**TASK DETAILS:**
Scan the entries below for the word "Total" and copy every line in which it occurs.

══════════

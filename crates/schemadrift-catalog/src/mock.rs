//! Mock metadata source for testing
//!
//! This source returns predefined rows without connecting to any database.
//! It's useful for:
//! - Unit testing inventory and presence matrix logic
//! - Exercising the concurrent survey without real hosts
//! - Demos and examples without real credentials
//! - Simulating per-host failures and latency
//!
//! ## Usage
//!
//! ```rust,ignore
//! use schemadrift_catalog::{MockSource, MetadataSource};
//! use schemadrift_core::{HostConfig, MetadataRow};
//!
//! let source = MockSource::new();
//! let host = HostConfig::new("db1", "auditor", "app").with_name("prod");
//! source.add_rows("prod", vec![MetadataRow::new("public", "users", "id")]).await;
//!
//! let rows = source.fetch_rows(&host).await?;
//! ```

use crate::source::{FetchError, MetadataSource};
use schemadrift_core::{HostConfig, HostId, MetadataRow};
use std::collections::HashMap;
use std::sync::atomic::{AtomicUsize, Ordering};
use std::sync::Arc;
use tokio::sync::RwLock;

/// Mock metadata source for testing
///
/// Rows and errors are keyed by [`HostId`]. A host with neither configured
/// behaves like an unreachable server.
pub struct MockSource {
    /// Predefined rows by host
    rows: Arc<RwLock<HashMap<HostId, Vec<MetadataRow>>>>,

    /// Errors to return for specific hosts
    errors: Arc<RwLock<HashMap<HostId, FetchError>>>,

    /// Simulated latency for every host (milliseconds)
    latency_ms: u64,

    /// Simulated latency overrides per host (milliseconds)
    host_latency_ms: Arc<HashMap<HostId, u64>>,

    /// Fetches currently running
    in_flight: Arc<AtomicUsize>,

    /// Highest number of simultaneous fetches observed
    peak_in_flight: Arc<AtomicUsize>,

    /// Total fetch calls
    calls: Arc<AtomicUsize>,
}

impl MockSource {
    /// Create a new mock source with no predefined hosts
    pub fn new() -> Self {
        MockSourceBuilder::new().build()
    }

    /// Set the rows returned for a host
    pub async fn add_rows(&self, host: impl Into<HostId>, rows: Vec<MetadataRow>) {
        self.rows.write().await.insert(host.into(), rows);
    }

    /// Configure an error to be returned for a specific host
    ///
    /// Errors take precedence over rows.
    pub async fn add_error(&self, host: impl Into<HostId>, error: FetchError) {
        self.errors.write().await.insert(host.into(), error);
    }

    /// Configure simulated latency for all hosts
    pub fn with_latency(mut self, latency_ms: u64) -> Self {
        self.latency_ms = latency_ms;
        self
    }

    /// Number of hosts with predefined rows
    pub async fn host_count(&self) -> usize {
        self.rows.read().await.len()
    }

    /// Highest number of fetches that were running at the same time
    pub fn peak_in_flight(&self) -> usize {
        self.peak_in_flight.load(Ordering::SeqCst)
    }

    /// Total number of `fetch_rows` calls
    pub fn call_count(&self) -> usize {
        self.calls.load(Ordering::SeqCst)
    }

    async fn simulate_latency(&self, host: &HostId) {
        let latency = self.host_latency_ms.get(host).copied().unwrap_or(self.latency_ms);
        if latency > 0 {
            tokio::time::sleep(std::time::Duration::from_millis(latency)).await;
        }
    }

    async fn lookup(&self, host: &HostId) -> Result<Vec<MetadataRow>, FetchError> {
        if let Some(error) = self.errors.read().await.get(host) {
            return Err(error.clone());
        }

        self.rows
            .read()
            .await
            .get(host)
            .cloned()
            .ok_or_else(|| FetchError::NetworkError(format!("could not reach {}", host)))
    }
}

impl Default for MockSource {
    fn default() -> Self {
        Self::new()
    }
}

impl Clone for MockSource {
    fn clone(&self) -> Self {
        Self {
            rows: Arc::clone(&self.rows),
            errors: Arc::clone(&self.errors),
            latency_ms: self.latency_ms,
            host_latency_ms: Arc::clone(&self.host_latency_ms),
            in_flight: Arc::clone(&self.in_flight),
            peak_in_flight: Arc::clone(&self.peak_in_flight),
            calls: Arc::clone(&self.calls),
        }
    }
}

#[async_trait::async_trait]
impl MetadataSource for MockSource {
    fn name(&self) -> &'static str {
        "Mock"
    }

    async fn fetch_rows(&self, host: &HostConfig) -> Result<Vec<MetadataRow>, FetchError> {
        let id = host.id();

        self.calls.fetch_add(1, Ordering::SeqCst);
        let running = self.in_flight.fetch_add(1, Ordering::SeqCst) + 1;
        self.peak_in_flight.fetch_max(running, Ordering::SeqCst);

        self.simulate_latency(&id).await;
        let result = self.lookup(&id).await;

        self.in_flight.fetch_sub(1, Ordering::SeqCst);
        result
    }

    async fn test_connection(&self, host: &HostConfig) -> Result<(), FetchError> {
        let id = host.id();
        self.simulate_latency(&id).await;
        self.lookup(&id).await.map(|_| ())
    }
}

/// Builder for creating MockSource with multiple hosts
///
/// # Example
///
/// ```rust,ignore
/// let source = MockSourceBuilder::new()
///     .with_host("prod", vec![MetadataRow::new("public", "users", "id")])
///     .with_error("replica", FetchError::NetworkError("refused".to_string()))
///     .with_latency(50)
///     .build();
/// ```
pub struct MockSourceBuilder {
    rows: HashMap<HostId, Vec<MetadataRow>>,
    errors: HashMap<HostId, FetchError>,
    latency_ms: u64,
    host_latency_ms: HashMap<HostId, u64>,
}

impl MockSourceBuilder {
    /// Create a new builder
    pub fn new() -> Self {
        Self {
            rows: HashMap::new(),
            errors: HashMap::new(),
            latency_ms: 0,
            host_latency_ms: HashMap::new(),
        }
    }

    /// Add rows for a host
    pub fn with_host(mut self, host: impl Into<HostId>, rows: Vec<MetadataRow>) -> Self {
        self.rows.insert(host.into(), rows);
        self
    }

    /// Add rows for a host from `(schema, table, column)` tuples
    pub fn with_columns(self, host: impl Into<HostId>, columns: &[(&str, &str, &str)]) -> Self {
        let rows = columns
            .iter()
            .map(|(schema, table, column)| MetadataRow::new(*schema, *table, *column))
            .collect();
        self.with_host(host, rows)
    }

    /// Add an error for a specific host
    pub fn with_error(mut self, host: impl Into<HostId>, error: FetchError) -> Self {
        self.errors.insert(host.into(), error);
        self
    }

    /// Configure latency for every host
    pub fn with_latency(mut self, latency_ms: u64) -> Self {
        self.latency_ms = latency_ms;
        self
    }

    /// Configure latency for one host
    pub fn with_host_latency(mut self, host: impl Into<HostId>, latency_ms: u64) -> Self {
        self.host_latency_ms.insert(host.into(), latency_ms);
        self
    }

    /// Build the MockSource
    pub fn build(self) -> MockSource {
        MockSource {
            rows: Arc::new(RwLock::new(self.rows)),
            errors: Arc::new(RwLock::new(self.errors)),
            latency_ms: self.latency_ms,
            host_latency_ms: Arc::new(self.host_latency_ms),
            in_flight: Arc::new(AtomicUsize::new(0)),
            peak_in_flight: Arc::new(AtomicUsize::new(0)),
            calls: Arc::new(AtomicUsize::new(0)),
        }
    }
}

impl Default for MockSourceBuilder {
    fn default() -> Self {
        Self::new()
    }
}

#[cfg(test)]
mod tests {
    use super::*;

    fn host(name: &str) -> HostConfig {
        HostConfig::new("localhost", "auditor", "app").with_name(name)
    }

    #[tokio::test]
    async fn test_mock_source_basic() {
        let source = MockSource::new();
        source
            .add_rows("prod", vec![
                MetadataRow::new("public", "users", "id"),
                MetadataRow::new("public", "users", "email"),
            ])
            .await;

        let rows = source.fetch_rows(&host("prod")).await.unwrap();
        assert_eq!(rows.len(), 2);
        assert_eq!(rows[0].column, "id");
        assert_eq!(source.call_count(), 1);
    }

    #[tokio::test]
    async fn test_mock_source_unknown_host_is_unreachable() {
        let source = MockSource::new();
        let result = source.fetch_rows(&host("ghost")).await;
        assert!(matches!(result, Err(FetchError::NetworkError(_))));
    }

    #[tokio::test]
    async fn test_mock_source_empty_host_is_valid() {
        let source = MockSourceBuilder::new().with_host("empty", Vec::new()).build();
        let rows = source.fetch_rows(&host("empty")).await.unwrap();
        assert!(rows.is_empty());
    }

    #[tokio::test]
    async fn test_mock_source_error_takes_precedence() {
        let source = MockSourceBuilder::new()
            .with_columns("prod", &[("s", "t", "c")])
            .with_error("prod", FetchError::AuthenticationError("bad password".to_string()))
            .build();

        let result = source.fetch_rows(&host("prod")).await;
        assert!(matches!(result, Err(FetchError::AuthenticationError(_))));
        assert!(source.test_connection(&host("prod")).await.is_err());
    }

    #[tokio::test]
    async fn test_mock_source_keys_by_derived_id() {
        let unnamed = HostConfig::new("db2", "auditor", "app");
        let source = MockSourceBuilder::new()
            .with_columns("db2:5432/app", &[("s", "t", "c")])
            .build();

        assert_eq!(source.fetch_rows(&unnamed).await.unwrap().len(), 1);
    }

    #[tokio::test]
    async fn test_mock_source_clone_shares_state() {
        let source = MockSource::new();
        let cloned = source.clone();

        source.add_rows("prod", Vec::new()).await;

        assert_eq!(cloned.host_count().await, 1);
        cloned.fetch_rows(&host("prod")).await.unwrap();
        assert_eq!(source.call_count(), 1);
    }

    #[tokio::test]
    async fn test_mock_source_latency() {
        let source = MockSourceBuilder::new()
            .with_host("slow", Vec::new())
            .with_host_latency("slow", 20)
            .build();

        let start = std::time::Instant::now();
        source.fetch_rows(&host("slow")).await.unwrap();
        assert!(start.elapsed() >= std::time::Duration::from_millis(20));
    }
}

══════════

**EXERCISE SOLUTION:**
    /// Total fetch calls
    /// Total number of `fetch_rows` calls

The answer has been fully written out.